2017 Huawei smartphone

The Huawei P10 lite is an Android smartphone developed and manufactured by Huawei, which is a simplified version of the Huawei P10, introduced on March 17, 2017. In China, the smartphone is sold as Huawei Nova Youth.

It was modeled as WAS-LX1, WAS-LX2, WAS-LX3, WAS-LX1A, WAS-LX2J, and WAS-L03T, and WAS-AL00 and WAS-TL10 for the Nova Youth.

== Specifications ==

=== Design ===
The back panel and screen are made of glass and the side frame is made of aluminum.

On the bottom, there is a microUSB connector, a speaker, and a microphone. On the top, there is a 3.5 mm audio jack and a second microphone. On the left side, depending on the version, there is either a slot for 1 SIM card or a hybrid slot for 2 SIM cards or 1 SIM card and a microSD memory card up to 256 GB. On the right side, there are volume control buttons and the smartphone's power button. The fingerprint scanner is displayed on the rear panel, positioned in the middle.

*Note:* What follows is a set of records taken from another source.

//! WebSocket intrinsic dispatch
//!
//! Function calls whose name starts with `ws.` lower to dedicated opcodes
//! instead of the generic call path. Argument counts are enforced here, at
//! compile time. Names the table does not know fall through to the generic
//! path, where the host may still provide them.
//!
//! | Call | Argc | Emission |
//! |------|------|----------|
//! | `ws.send(msg)` | 1 | msg; `WsSend` |
//! | `ws.broadcast(msg[, opts])` | 1-2 | msg; `WsBroadcast` |
//! | `ws.broadcast_to_room(room, msg)` | 2 | room; msg; `WsBroadcastRoom` |
//! | `ws.join(room)` | 1 | room; `WsJoinRoom` |
//! | `ws.leave(room)` | 1 | room; `WsLeaveRoom` |
//! | `ws.close([reason])` | 0-1 | reason (or ""); `WsClose` |
//! | `ws.get_rooms()` | 0 | `WsGetRooms` |
//! | `ws.get_room_users(room)` | 1 | room; `WsGetClients` |
//! | `ws.get_room_count()` | 0 | "length"; `WsGetRooms`; `Call 1` |
//! | `ws.get_room_user_count(room)` | 1 | "length"; room; `WsGetClients`; `Call 1` |
//! | `ws.get_connection_count()` | 0 | `WsGetConnCount` |
//! | `ws.get_uptime()` | 0 | `WsGetUptime` |

use crate::ast::Expr;
use crate::value::Value;

use super::compiler::{CompileResult, Compiler, SemanticError};
use super::opcodes::Opcode;

/// Lower a `ws.*` call, returning whether the name was handled
///
/// `Ok(false)` means the caller should fall through to the generic call
/// path; errors are compile-time arity violations.
pub(crate) fn compile_ws_call(
    c: &mut Compiler,
    name: &str,
    args: &[Expr],
) -> CompileResult<bool> {
    match name {
        "ws.send" => {
            check_arity(name, "1", args, 1..=1)?;
            c.compile_expr(&args[0])?;
            c.builder.emit(Opcode::WsSend);
        }
        "ws.broadcast" => {
            // The optional second argument carries host-side delivery
            // options and is consumed before compilation
            check_arity(name, "1 or 2", args, 1..=2)?;
            c.compile_expr(&args[0])?;
            c.builder.emit(Opcode::WsBroadcast);
        }
        "ws.broadcast_to_room" => {
            check_arity(name, "2", args, 2..=2)?;
            c.compile_expr(&args[0])?;
            c.compile_expr(&args[1])?;
            c.builder.emit(Opcode::WsBroadcastRoom);
        }
        "ws.join" => {
            check_arity(name, "1", args, 1..=1)?;
            c.compile_expr(&args[0])?;
            c.builder.emit(Opcode::WsJoinRoom);
        }
        "ws.leave" => {
            check_arity(name, "1", args, 1..=1)?;
            c.compile_expr(&args[0])?;
            c.builder.emit(Opcode::WsLeaveRoom);
        }
        "ws.close" => {
            check_arity(name, "0 or 1", args, 0..=1)?;
            match args.first() {
                Some(reason) => c.compile_expr(reason)?,
                None => {
                    c.builder.emit_constant(Value::string(""));
                }
            }
            c.builder.emit(Opcode::WsClose);
        }
        "ws.get_rooms" => {
            check_arity(name, "0", args, 0..=0)?;
            c.builder.emit(Opcode::WsGetRooms);
        }
        "ws.get_room_users" | "ws.get_room_clients" => {
            check_arity(name, "1", args, 1..=1)?;
            c.compile_expr(&args[0])?;
            c.builder.emit(Opcode::WsGetClients);
        }
        "ws.get_room_count" => {
            check_arity(name, "0", args, 0..=0)?;
            c.builder.emit_constant(Value::string("length"));
            c.builder.emit(Opcode::WsGetRooms);
            c.builder.emit_with(Opcode::Call, 1);
        }
        "ws.get_room_user_count" => {
            check_arity(name, "1", args, 1..=1)?;
            c.builder.emit_constant(Value::string("length"));
            c.compile_expr(&args[0])?;
            c.builder.emit(Opcode::WsGetClients);
            c.builder.emit_with(Opcode::Call, 1);
        }
        "ws.get_connection_count" => {
            check_arity(name, "0", args, 0..=0)?;
            c.builder.emit(Opcode::WsGetConnCount);
        }
        "ws.get_uptime" => {
            check_arity(name, "0", args, 0..=0)?;
            c.builder.emit(Opcode::WsGetUptime);
        }
        _ => return Ok(false),
    }
    Ok(true)
}

fn check_arity(
    name: &str,
    expected: &'static str,
    args: &[Expr],
    accepted: std::ops::RangeInclusive<usize>,
) -> CompileResult<()> {
    if accepted.contains(&args.len()) {
        Ok(())
    } else {
        Err(SemanticError::ArityMismatch {
            function: name.to_string(),
            expected,
            got: args.len(),
        })
    }
}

The Huawei P10 lite was sold in 4 colors: Graphite Black, Pearl White, Platinum Gold, and Sapphire Blue.

=== Hardware ===
The smartphone received a HiSilicon Kirin 658 processor and a Mali-T830 MP2 GPU. The battery has a capacity of 3000 mAh and supports 18 W fast charging.

The P10 lite features an LTPS LCD display, stzing at 5.2", FullHD (1920 × 1080) with a pixel density of 424 ppi and a 16:9 aspect ratio.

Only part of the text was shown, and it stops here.